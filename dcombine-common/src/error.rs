//! Common error types for Data Combine

use thiserror::Error;

/// Common result type for Data Combine operations
pub type Result<T> = std::result::Result<T, Error>;

/// Common error types across the harvester, snapshot store and reconciler
#[derive(Error, Debug)]
pub enum Error {
    /// Database operation error (wraps sqlx::Error)
    #[error("Database error: {0}")]
    Database(#[from] sqlx::Error),

    /// I/O operation error (wraps std::io::Error)
    #[error("IO error: {0}")]
    Io(#[from] std::io::Error),

    /// JSON encode/decode error
    #[error("JSON error: {0}")]
    Json(#[from] serde_json::Error),

    /// Configuration loading or validation error
    #[error("Configuration error: {0}")]
    Config(String),

    /// Unparseable timestamp or phone string
    #[error("Format error: {0}")]
    Format(String),

    /// Two records share a remote identity but differ materially
    #[error("Conflict: {0}")]
    Conflict(String),

    /// Value exceeds the storage width of its column
    #[error("{entity}.{field}={value:?} is too long ({len} > {max})", len = .value.chars().count())]
    FieldOverflow {
        entity: &'static str,
        field: &'static str,
        value: String,
        max: usize,
    },

    /// Remote API answered with a status at or above 400
    #[error("Fetch failed with {status} {reason}: {body}")]
    Fetch {
        status: u16,
        reason: String,
        body: String,
    },

    /// Transport-level HTTP failure (connect, timeout, decode)
    #[error("HTTP error: {0}")]
    Http(String),

    /// Requested resource not found
    #[error("Not found: {0}")]
    NotFound(String),

    /// Invalid input record or request parameter
    #[error("Invalid input: {0}")]
    InvalidInput(String),

    /// Internal error
    #[error("Internal error: {0}")]
    Internal(String),
}

/// Failure taxonomy used by callers to decide how far an error propagates
#[derive(Debug, Clone, Copy, PartialEq, Eq)]
pub enum ErrorKind {
    /// HTTP >= 400; ends a harvest, keeps the partial result
    FetchFailure,
    /// Bad timestamp or phone string
    Format,
    /// Same remote identity, different content
    Conflict,
    /// Value wider than its column
    FieldOverflow,
    /// Storage failure without structured field information
    Storage,
    /// Anything else
    Unexpected,
}

impl Error {
    /// Classify this error into the failure taxonomy
    pub fn kind(&self) -> ErrorKind {
        match self {
            Error::Fetch { .. } => ErrorKind::FetchFailure,
            Error::Format(_) => ErrorKind::Format,
            Error::Conflict(_) => ErrorKind::Conflict,
            Error::FieldOverflow { .. } => ErrorKind::FieldOverflow,
            Error::Database(_) => ErrorKind::Storage,
            Error::Io(_)
            | Error::Json(_)
            | Error::Config(_)
            | Error::Http(_)
            | Error::NotFound(_)
            | Error::InvalidInput(_)
            | Error::Internal(_) => ErrorKind::Unexpected,
        }
    }

    /// Create a field overflow error for `value` in `entity.field`
    pub fn overflow(entity: &'static str, field: &'static str, value: &str, max: usize) -> Self {
        Error::FieldOverflow {
            entity,
            field,
            value: value.to_string(),
            max,
        }
    }
}

#[cfg(test)]
mod tests {
    use super::*;

    #[test]
    fn test_kind_classification() {
        assert_eq!(Error::Format("x".into()).kind(), ErrorKind::Format);
        assert_eq!(Error::Conflict("x".into()).kind(), ErrorKind::Conflict);
        assert_eq!(
            Error::overflow("Address", "city", "x", 1).kind(),
            ErrorKind::FieldOverflow
        );
        assert_eq!(
            Error::Fetch { status: 404, reason: "Not Found".into(), body: String::new() }.kind(),
            ErrorKind::FetchFailure
        );
        assert_eq!(Error::Database(sqlx::Error::RowNotFound).kind(), ErrorKind::Storage);
        assert_eq!(Error::Internal("x".into()).kind(), ErrorKind::Unexpected);
    }

    #[test]
    fn test_overflow_message_reports_lengths() {
        let err = Error::overflow("Address", "state_code", "FLA", 2);
        assert_eq!(err.to_string(), "Address.state_code=\"FLA\" is too long (3 > 2)");
    }
}
//! Paginated harvester
//!
//! Walks a remote collection by following continuation links and gathers
//! the raw records of every page into one ordered list. The first request
//! carries the filter parameters; continuation requests carry only the API
//! key, since the link already encodes the rest.
//!
//! A failed page ends the walk: a response at or above 400, a transport
//! error or an undecodable body. Records gathered before the failure are
//! kept and returned alongside it, and the caller decides whether a partial
//! harvest is acceptable.

use dcombine_common::config::HarvestConfig;
use dcombine_common::{time, Error, Result};
use serde_json::Value;
use tracing::{debug, info, warn};

use super::api_client::{read_json, ApiClient, FetchFailure};

/// Remote collection to harvest
#[derive(Debug, Clone, Copy, PartialEq, Eq)]
pub enum Collection {
    Contacts,
    Lists,
}

impl Collection {
    pub fn name(&self) -> &'static str {
        match self {
            Collection::Contacts => "contacts",
            Collection::Lists => "lists",
        }
    }
}

/// Where the next page begins
#[derive(Debug, Clone, PartialEq, Eq)]
pub enum Continuation {
    /// Opaque link to the next page
    Next(String),
    /// No further pages
    Done,
    /// The request failed; no further pages will be fetched
    Failed(FetchFailure),
}

/// One fetched page
#[derive(Debug, Clone)]
pub struct Page {
    pub records: Vec<Value>,
    pub continuation: Continuation,
}

/// Result of walking a whole collection
#[derive(Debug, Default)]
pub struct HarvestOutcome {
    /// Records in page order
    pub records: Vec<Value>,
    /// Set when the walk ended on an HTTP failure
    pub failure: Option<FetchFailure>,
    /// Set when a continuation page could not be fetched or decoded
    pub error: Option<Error>,
    pub pages: usize,
}

impl HarvestOutcome {
    /// True when every page was fetched
    pub fn is_complete(&self) -> bool {
        self.failure.is_none() && self.error.is_none()
    }

    /// Records, or what stopped the walk when it did not finish
    pub fn into_complete(self) -> Result<Vec<Value>> {
        if let Some(failure) = self.failure {
            return Err(failure.into());
        }
        match self.error {
            Some(e) => Err(e),
            None => Ok(self.records),
        }
    }
}

/// Harvests lists and contacts from the remote API
pub struct Harvester {
    client: ApiClient,
    config: HarvestConfig,
}

impl Harvester {
    pub fn new(client: ApiClient, config: HarvestConfig) -> Self {
        Self { client, config }
    }

    pub fn client(&self) -> &ApiClient {
        &self.client
    }

    pub fn config(&self) -> &HarvestConfig {
        &self.config
    }

    /// Harvest every page of `collection`, optionally only records modified
    /// since `modified_since`
    ///
    /// # Errors
    /// - `Error::Format` when `modified_since` is not extended ISO-8601
    ///   (checked before any request is issued)
    /// - `Error::Http` or `Error::InvalidInput` when the first page cannot
    ///   be fetched or decoded
    ///
    /// HTTP failures are not errors here: they end the walk and are reported
    /// in [`HarvestOutcome::failure`]. A continuation page that cannot be
    /// fetched or decoded ends the walk too, reported in
    /// [`HarvestOutcome::error`].
    pub async fn harvest(&self, collection: Collection, modified_since: Option<&str>) -> Result<HarvestOutcome> {
        let params = self.seed_params(collection, modified_since)?;

        let seed = match collection {
            Collection::Contacts => self.config.contacts_uri.clone(),
            Collection::Lists => self.config.lists_uri.clone(),
        };

        let mut outcome = HarvestOutcome::default();
        let mut page = self.fetch_page(&seed, &params).await?;

        loop {
            outcome.pages += 1;
            outcome.records.append(&mut page.records);

            match page.continuation {
                Continuation::Next(link) => match self.fetch_page(&link, &[]).await {
                    Ok(next) => page = next,
                    Err(e) => {
                        warn!(
                            kept = outcome.records.len(),
                            "Harvest of {} ended early on {}, keeping partial result",
                            collection.name(),
                            e
                        );
                        outcome.error = Some(e);
                        break;
                    }
                },
                Continuation::Done => {
                    debug!("No more {} to harvest.", collection.name());
                    break;
                }
                Continuation::Failed(failure) => {
                    warn!(
                        status = failure.status,
                        kept = outcome.records.len(),
                        "Harvest of {} ended early, keeping partial result",
                        collection.name()
                    );
                    outcome.failure = Some(failure);
                    break;
                }
            }
        }

        info!(
            records = outcome.records.len(),
            pages = outcome.pages,
            complete = outcome.is_complete(),
            "Harvested {}",
            collection.name()
        );
        Ok(outcome)
    }

    /// Query parameters for the first request of a walk
    pub fn seed_params(&self, collection: Collection, modified_since: Option<&str>) -> Result<Vec<(&'static str, String)>> {
        let mut params = Vec::new();

        if collection == Collection::Contacts {
            params.push(("status", self.config.status.clone()));
            params.push(("limit", self.config.page_size.to_string()));
        }

        if let Some(since) = modified_since {
            if !time::is_iso8601(since) {
                return Err(Error::Format(format!("'{}' is not in iso8601 format", since)));
            }
            params.push(("modified_since", since.to_string()));
        }

        Ok(params)
    }

    /// Fetch one page; `params` is empty for continuation links
    pub async fn fetch_page(&self, path: &str, params: &[(&str, String)]) -> Result<Page> {
        debug!("Getting '{}' records from {}.", self.config.page_size, self.client.url(path));
        let response = self.client.get(path, params).await?;

        let body = match read_json(response).await? {
            Ok(body) => body,
            Err(failure) => {
                return Ok(Page {
                    records: Vec::new(),
                    continuation: Continuation::Failed(failure),
                })
            }
        };

        parse_page(body)
    }
}

/// Split a response body into records and continuation
///
/// Accepts the `{results, meta: {pagination: {next_link}}}` envelope, or a
/// bare array, which is a single terminal page.
pub fn parse_page(body: Value) -> Result<Page> {
    match body {
        Value::Array(records) => Ok(Page {
            records,
            continuation: Continuation::Done,
        }),
        Value::Object(mut envelope) => {
            let records = match envelope.remove("results") {
                Some(Value::Array(records)) => records,
                Some(Value::Null) | None => Vec::new(),
                Some(other) => {
                    return Err(Error::InvalidInput(format!(
                        "'results' is not an array: {}",
                        other
                    )))
                }
            };

            let next_link = envelope
                .get("meta")
                .and_then(|m| m.get("pagination"))
                .and_then(|p| p.get("next_link"))
                .and_then(Value::as_str)
                .filter(|link| !link.is_empty());

            let continuation = match next_link {
                Some(link) => {
                    debug!("Found next link to harvest: '{}'", link);
                    Continuation::Next(link.to_string())
                }
                None => Continuation::Done,
            };

            Ok(Page { records, continuation })
        }
        other => Err(Error::InvalidInput(format!(
            "Unexpected response shape: {}",
            other
        ))),
    }
}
- - -
PROBLEM TO SOLVE — Your task is to set down exactly the lines from the line containing "let continuation = match" to the end of the data above, including both ends.

SOLUTION —
            let continuation = match next_link {
                Some(link) => {
                    debug!("Found next link to harvest: '{}'", link);
                    Continuation::Next(link.to_string())
                }
                None => Continuation::Done,
            };

            Ok(Page { records, continuation })
        }
        other => Err(Error::InvalidInput(format!(
            "Unexpected response shape: {}",
            other
        ))),
    }
}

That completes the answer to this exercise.